* **PROBLEM STATEMENT**:
Each record needs to be transcribed exactly.

* **RECORDS FOR THIS TASK**:
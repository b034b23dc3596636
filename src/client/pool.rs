//! Fixed-capacity pool of SFTP sub-sessions.
//!
//! Sub-sessions are created lazily, up to `capacity`, the first time a
//! borrower finds the pool empty. A borrower that finds every sub-session in
//! use blocks until one is returned. There is no timeout: under heavy
//! contention borrowers queue indefinitely.
//!
//! Returning is tied to the `Pooled` guard's `Drop`, so every exit path,
//! including `?` and panics, puts the sub-session back.

use std::collections::VecDeque;
use std::ops::{Deref, DerefMut};
use std::sync::{Condvar, Mutex, MutexGuard, PoisonError};

use crate::error::SshfsError;

struct PoolInner<T> {
    idle: VecDeque<T>,
    /// Sub-sessions alive, idle or borrowed, plus ones being created.
    created: usize,
    closed: bool,
}

pub struct SessionPool<T> {
    capacity: usize,
    host: String,
    port: u16,
    inner: Mutex<PoolInner<T>>,
    returned: Condvar,
}

impl<T> SessionPool<T> {
    pub fn new(capacity: usize, host: impl Into<String>, port: u16) -> Self {
        Self {
            capacity: capacity.max(1),
            host: host.into(),
            port,
            inner: Mutex::new(PoolInner {
                idle: VecDeque::new(),
                created: 0,
                closed: false,
            }),
            returned: Condvar::new(),
        }
    }

    fn lock(&self) -> Result<MutexGuard<'_, PoolInner<T>>, SshfsError> {
        self.inner.lock().map_err(|_| SshfsError::Io {
            source: std::io::Error::new(
                std::io::ErrorKind::Other,
                "session pool mutex was poisoned; a previous operation panicked",
            ),
        })
    }

    fn closed_error(&self) -> SshfsError {
        SshfsError::NotConnected {
            host: self.host.clone(),
            port: self.port,
        }
    }

    /// Borrow a sub-session, creating one with `init` if the pool has room.
    ///
    /// `init` runs without the pool lock held.
    pub fn borrow_with<F>(&self, init: F) -> Result<Pooled<'_, T>, SshfsError>
    where
        F: FnOnce() -> Result<T, SshfsError>,
    {
        let mut inner = self.lock()?;
        loop {
            if inner.closed {
                return Err(self.closed_error());
            }
            if let Some(item) = inner.idle.pop_front() {
                tracing::trace!(idle = inner.idle.len(), "Borrowed pooled sub-session");
                return Ok(Pooled {
                    pool: self,
                    item: Some(item),
                });
            }
            if inner.created < self.capacity {
                inner.created += 1;
                break;
            }
            tracing::trace!(capacity = self.capacity, "Pool exhausted, waiting for a return");
            inner = self
                .returned
                .wait(inner)
                .map_err(|_| SshfsError::Io {
                    source: std::io::Error::new(
                        std::io::ErrorKind::Other,
                        "session pool mutex was poisoned while waiting",
                    ),
                })?;
        }
        drop(inner);

        match init() {
            Ok(item) => {
                tracing::debug!(host = %self.host, capacity = self.capacity, "Created pooled sub-session");
                Ok(Pooled {
                    pool: self,
                    item: Some(item),
                })
            }
            Err(e) => {
                self.forget_one();
                Err(e)
            }
        }
    }

    /// Release a reservation whose sub-session was never created or was
    /// dropped, so another borrower may create a replacement.
    fn forget_one(&self) {
        let mut inner = self.inner.lock().unwrap_or_else(PoisonError::into_inner);
        inner.created = inner.created.saturating_sub(1);
        drop(inner);
        self.returned.notify_one();
    }

    fn give_back(&self, item: T) {
        let mut inner = self.inner.lock().unwrap_or_else(PoisonError::into_inner);
        if inner.closed {
            inner.created = inner.created.saturating_sub(1);
            drop(inner);
            drop(item);
            return;
        }
        inner.idle.push_back(item);
        drop(inner);
        self.returned.notify_one();
    }

    /// Drop every idle sub-session and refuse further borrows.
    ///
    /// Borrowed sub-sessions are dropped when their guards are.
    pub fn close(&self) {
        let mut inner = self.inner.lock().unwrap_or_else(PoisonError::into_inner);
        inner.closed = true;
        let idle = std::mem::take(&mut inner.idle);
        inner.created = inner.created.saturating_sub(idle.len());
        drop(inner);
        drop(idle);
        self.returned.notify_all();
    }

    pub fn idle_count(&self) -> usize {
        self.inner
            .lock()
            .map(|inner| inner.idle.len())
            .unwrap_or(0)
    }

    pub fn created_count(&self) -> usize {
        self.inner.lock().map(|inner| inner.created).unwrap_or(0)
    }

    pub fn is_closed(&self) -> bool {
        self.inner.lock().map(|inner| inner.closed).unwrap_or(true)
    }
}

/// A borrowed sub-session. Returned to the pool on drop.
pub struct Pooled<'a, T> {
    pool: &'a SessionPool<T>,
    item: Option<T>,
}

impl<T> Deref for Pooled<'_, T> {
    type Target = T;

    fn deref(&self) -> &T {
        match &self.item {
            Some(item) => item,
            None => unreachable!("pooled item is only taken in drop"),
        }
    }
}

impl<T> DerefMut for Pooled<'_, T> {
    fn deref_mut(&mut self) -> &mut T {
        match &mut self.item {
            Some(item) => item,
            None => unreachable!("pooled item is only taken in drop"),
        }
    }
}

impl<T> Drop for Pooled<'_, T> {
    fn drop(&mut self) {
        if let Some(item) = self.item.take() {
            self.pool.give_back(item);
        }
    }
}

* **TASK ANSWER**:
repository b034b23dc3596636
filename src/client/pool.rs
//! Fixed-capacity pool of SFTP sub-sessions.
//!
//! Sub-sessions are created lazily, up to `capacity`, the first time a
//! borrower finds the pool empty. A borrower that finds every sub-session in
//! use blocks until one is returned. There is no timeout: under heavy
//! contention borrowers queue indefinitely.
//!
//! Returning is tied to the `Pooled` guard's `Drop`, so every exit path,
//! including `?` and panics, puts the sub-session back.

use std::collections::VecDeque;
use std::ops::{Deref, DerefMut};
use std::sync::{Condvar, Mutex, MutexGuard, PoisonError};

use crate::error::SshfsError;

struct PoolInner<T> {
    idle: VecDeque<T>,
    /// Sub-sessions alive, idle or borrowed, plus ones being created.
    created: usize,
    closed: bool,
}

pub struct SessionPool<T> {
    capacity: usize,
    host: String,
    port: u16,
    inner: Mutex<PoolInner<T>>,
    returned: Condvar,
}

impl<T> SessionPool<T> {
    pub fn new(capacity: usize, host: impl Into<String>, port: u16) -> Self {
        Self {
            capacity: capacity.max(1),
            host: host.into(),
            port,
            inner: Mutex::new(PoolInner {
                idle: VecDeque::new(),
                created: 0,
                closed: false,
            }),
            returned: Condvar::new(),
        }
    }

    fn lock(&self) -> Result<MutexGuard<'_, PoolInner<T>>, SshfsError> {
        self.inner.lock().map_err(|_| SshfsError::Io {
            source: std::io::Error::new(
                std::io::ErrorKind::Other,
                "session pool mutex was poisoned; a previous operation panicked",
            ),
        })
    }

    fn closed_error(&self) -> SshfsError {
        SshfsError::NotConnected {
            host: self.host.clone(),
            port: self.port,
        }
    }

    /// Borrow a sub-session, creating one with `init` if the pool has room.
    ///
    /// `init` runs without the pool lock held.
    pub fn borrow_with<F>(&self, init: F) -> Result<Pooled<'_, T>, SshfsError>
    where
        F: FnOnce() -> Result<T, SshfsError>,
    {
        let mut inner = self.lock()?;
        loop {
            if inner.closed {
                return Err(self.closed_error());
            }
            if let Some(item) = inner.idle.pop_front() {
                tracing::trace!(idle = inner.idle.len(), "Borrowed pooled sub-session");
                return Ok(Pooled {
                    pool: self,
                    item: Some(item),
                });
            }
            if inner.created < self.capacity {
                inner.created += 1;
                break;
            }
            tracing::trace!(capacity = self.capacity, "Pool exhausted, waiting for a return");
            inner = self
                .returned
                .wait(inner)
                .map_err(|_| SshfsError::Io {
                    source: std::io::Error::new(
                        std::io::ErrorKind::Other,
                        "session pool mutex was poisoned while waiting",
                    ),
                })?;
        }
        drop(inner);

        match init() {
            Ok(item) => {
                tracing::debug!(host = %self.host, capacity = self.capacity, "Created pooled sub-session");
                Ok(Pooled {
                    pool: self,
                    item: Some(item),
                })
            }
            Err(e) => {
                self.forget_one();
                Err(e)
            }
        }
    }

    /// Release a reservation whose sub-session was never created or was
    /// dropped, so another borrower may create a replacement.
    fn forget_one(&self) {
        let mut inner = self.inner.lock().unwrap_or_else(PoisonError::into_inner);
        inner.created = inner.created.saturating_sub(1);
        drop(inner);
        self.returned.notify_one();
    }

    fn give_back(&self, item: T) {
        let mut inner = self.inner.lock().unwrap_or_else(PoisonError::into_inner);
        if inner.closed {
            inner.created = inner.created.saturating_sub(1);
            drop(inner);
            drop(item);
            return;
        }
        inner.idle.push_back(item);
        drop(inner);
        self.returned.notify_one();
    }

    /// Drop every idle sub-session and refuse further borrows.
    ///
    /// Borrowed sub-sessions are dropped when their guards are.
    pub fn close(&self) {
        let mut inner = self.inner.lock().unwrap_or_else(PoisonError::into_inner);
        inner.closed = true;
        let idle = std::mem::take(&mut inner.idle);
        inner.created = inner.created.saturating_sub(idle.len());
        drop(inner);
        drop(idle);
        self.returned.notify_all();
    }

    pub fn idle_count(&self) -> usize {
        self.inner
            .lock()
            .map(|inner| inner.idle.len())
            .unwrap_or(0)
    }

    pub fn created_count(&self) -> usize {
        self.inner.lock().map(|inner| inner.created).unwrap_or(0)
    }

    pub fn is_closed(&self) -> bool {
        self.inner.lock().map(|inner| inner.closed).unwrap_or(true)
    }
}

/// A borrowed sub-session. Returned to the pool on drop.
pub struct Pooled<'a, T> {
    pool: &'a SessionPool<T>,
    item: Option<T>,
}

impl<T> Deref for Pooled<'_, T> {
    type Target = T;

    fn deref(&self) -> &T {
        match &self.item {
            Some(item) => item,
            None => unreachable!("pooled item is only taken in drop"),
        }
    }
}

impl<T> DerefMut for Pooled<'_, T> {
    fn deref_mut(&mut self) -> &mut T {
        match &mut self.item {
            Some(item) => item,
            None => unreachable!("pooled item is only taken in drop"),
        }
    }
}

impl<T> Drop for Pooled<'_, T> {
    fn drop(&mut self) {
        if let Some(item) = self.item.take() {
            self.pool.give_back(item);
        }
    }
}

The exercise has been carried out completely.